C'est un chaînon manquant dans l'histoire des amas de galaxies que vient de trouver une collaboration internationale d'astrophysiciens. Lorsqu'elles fusionnent, ces très grandes structures passent par différents stades morphologiques. On avait déjà observé le premier stade et le dernier stade, mais encore jamais la phase intermédiaire. C'est aujourd'hui chose faite. L'étude est publiée dans Astronomy&Astrophysics.
La plupart des galaxies vivent dans des amas : des groupes de centaines, voire de milliers de galaxies. Entre chaque galaxies d'un amas existe beaucoup d'espace qui est rempli par du gaz chaud qu'on appelle le milieu intra-amas.
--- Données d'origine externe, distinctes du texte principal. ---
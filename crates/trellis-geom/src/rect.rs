use crate::{Expanse, Point, expanse::clamp_i32};

/// A rectangle with a signed origin and unsigned size.
///
/// The right and bottom edges are exclusive: a rect at `(0, 0)` with width 10
/// covers columns `0..10`.
#[derive(Debug, Clone, Copy, Hash, PartialEq, Eq, Default)]
pub struct Rect {
    /// Top-left corner.
    pub tl: Point,
    /// Width.
    pub w: u32,
    /// Height.
    pub h: u32,
}

impl Rect {
    /// Construct a rectangle from coordinates and size.
    pub const fn new(x: i32, y: i32, w: u32, h: u32) -> Self {
        Self {
            tl: Point { x, y },
            w,
            h,
        }
    }

    /// Construct a rectangle from its top-left and exclusive bottom-right
    /// corners. Inverted corners produce an empty rectangle at `a`.
    pub fn from_corners(a: Point, b: Point) -> Self {
        Self {
            tl: a,
            w: b.x.saturating_sub(a.x).max(0).unsigned_abs(),
            h: b.y.saturating_sub(a.y).max(0).unsigned_abs(),
        }
    }

    /// A zero-sized rect at the origin.
    pub const fn zero() -> Self {
        Self::new(0, 0, 0, 0)
    }

    /// Does this rect cover no cells?
    pub fn is_empty(&self) -> bool {
        self.w == 0 || self.h == 0
    }

    /// Exclusive right edge.
    pub fn right(&self) -> i32 {
        self.tl.x.saturating_add(clamp_i32(self.w))
    }

    /// Exclusive bottom edge.
    pub fn bottom(&self) -> i32 {
        self.tl.y.saturating_add(clamp_i32(self.h))
    }

    /// Exclusive bottom-right corner.
    pub fn br(&self) -> Point {
        Point::new(self.right(), self.bottom())
    }

    /// The size of this rect.
    pub fn size(&self) -> Expanse {
        Expanse::new(self.w, self.h)
    }

    /// This rect's size positioned at the origin.
    pub fn extent(&self) -> Self {
        Self::new(0, 0, self.w, self.h)
    }

    /// Does this rectangle contain the point?
    pub fn contains_point(&self, p: Point) -> bool {
        p.x >= self.tl.x && p.x < self.right() && p.y >= self.tl.y && p.y < self.bottom()
    }

    /// Does this rectangle completely enclose the other? Empty rects are
    /// contained everywhere.
    pub fn contains_rect(&self, other: &Self) -> bool {
        other.is_empty()
            || (other.tl.x >= self.tl.x
                && other.tl.y >= self.tl.y
                && other.right() <= self.right()
                && other.bottom() <= self.bottom())
    }

    /// Intersection of two rects, or `None` if they do not overlap.
    pub fn intersect(&self, other: &Self) -> Option<Self> {
        let a = Point::new(self.tl.x.max(other.tl.x), self.tl.y.max(other.tl.y));
        let b = Point::new(
            self.right().min(other.right()),
            self.bottom().min(other.bottom()),
        );
        if b.x <= a.x || b.y <= a.y {
            return None;
        }
        Some(Self::from_corners(a, b))
    }

    /// Do the two rects share at least one cell?
    pub fn overlaps(&self, other: &Self) -> bool {
        self.intersect(other).is_some()
    }

    /// The smallest rect enclosing both. Empty operands are ignored.
    pub fn union(&self, other: &Self) -> Self {
        if other.is_empty() {
            return *self;
        }
        if self.is_empty() {
            return *other;
        }
        Self::from_corners(
            Point::new(self.tl.x.min(other.tl.x), self.tl.y.min(other.tl.y)),
            Point::new(
                self.right().max(other.right()),
                self.bottom().max(other.bottom()),
            ),
        )
    }

    /// Move the rect by an offset.
    pub fn translate(&self, by: Point) -> Self {
        Self {
            tl: self.tl + by,
            w: self.w,
            h: self.h,
        }
    }

    /// Grow the rect outward on all sides by `dx` columns and `dy` rows.
    /// Negative values shrink it, bottoming out at zero size.
    pub fn grow(&self, dx: i32, dy: i32) -> Self {
        Self::from_corners(self.tl.shift(-dx, -dy), self.br().shift(dx, dy))
    }

    /// Rebase a point to be relative to this rect's origin.
    pub fn rebase(&self, p: Point) -> Point {
        p - self.tl
    }
}

impl From<Expanse> for Rect {
    fn from(e: Expanse) -> Self {
        e.rect()
    }
}

#[cfg(test)]
mod tests {
    use super::*;

    #[test]
    fn intersect() {
        let a = Rect::new(0, 0, 10, 5);
        let b = Rect::new(2, 2, 10, 5);
        assert_eq!(a.intersect(&b), Some(Rect::new(2, 2, 8, 3)));
        assert_eq!(a.intersect(&Rect::new(10, 0, 2, 2)), None);
        assert_eq!(
            Rect::new(-5, -5, 10, 10).intersect(&a),
            Some(Rect::new(0, 0, 5, 5))
        );
    }

    #[test]
    fn containment() {
        let r = Rect::new(2, 2, 3, 3);
        assert!(r.contains_point(Point::new(2, 2)));
        assert!(r.contains_point(Point::new(4, 4)));
        assert!(!r.contains_point(Point::new(5, 4)));
        assert!(r.contains_rect(&Rect::new(3, 3, 2, 2)));
        assert!(!r.contains_rect(&Rect::new(3, 3, 3, 2)));
        assert!(r.contains_rect(&Rect::new(100, 100, 0, 0)));
    }

    #[test]
    fn corners_and_union() {
        let r = Rect::from_corners(Point::new(1, 2), Point::new(4, 3));
        assert_eq!(r, Rect::new(1, 2, 3, 1));
        assert!(Rect::from_corners(Point::new(4, 4), Point::new(1, 1)).is_empty());
        assert_eq!(
            Rect::new(0, 0, 2, 2).union(&Rect::new(5, 5, 1, 1)),
            Rect::new(0, 0, 6, 6)
        );
        assert_eq!(Rect::new(1, 1, 2, 2).grow(1, 0), Rect::new(0, 1, 4, 2));
        assert_eq!(Rect::new(1, 1, 2, 2).grow(-2, 0).w, 0);
    }
}
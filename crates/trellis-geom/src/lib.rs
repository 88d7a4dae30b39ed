//! Geometry primitives used across trellis.

#![warn(missing_docs)]

/// Width/height size type.
mod expanse;
/// Point helpers.
mod point;
/// Rectangle operations.
mod rect;
/// Sets of disjoint rectangles.
mod region;

pub use expanse::Expanse;
pub use point::Point;
pub use rect::Rect;
pub use region::Region;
Les galaxies peuvent être observées en lumière visible, par exemple avec Hubble, mais le gaz chaud n'est observable qu'avec des télescopes à rayons X, son rayonnement thermique puisqu'il arbore une température de centaines de millions de Kelvins. Ce gaz constitue la majorité de la masse d'un amas, environ 10 fois plus que les étoiles des galaxies. Lorsqu'une collision a lieu entre deux amas de galaxies, les galaxies n'ont quasi aucune chance d'entrer en collision, étant très espacées à leur échelle, mais ce n'est pas le cas du gaz, qui lui entre réellement en collision (la matière noire elle non plus ne produit pas de collision).
Les astronomes disposent d'un modèle qui montre comment les collisions d'amas de galaxies passent par différentes étapes et prennent des formes variées. La première phase voit apparaître une forme de corps émoussé pour les centaines ou les milliers de galaxies qui constituent les deux amas en interaction, puis la structure doit produire des fronts de choc et se transformer ensuite en un cône pointu, qui évoluera ensuite en une forme qui ressemble à une langue, avant que l'amas résultant reprenne une forme quasi sphérique, dont le meilleur exemple est l'amas de Coma. Ces différentes phases ont déjà été observées en rayons X sur différents amas de galaxies en cours de fusion... toutes sauf une : celle du cône pointu.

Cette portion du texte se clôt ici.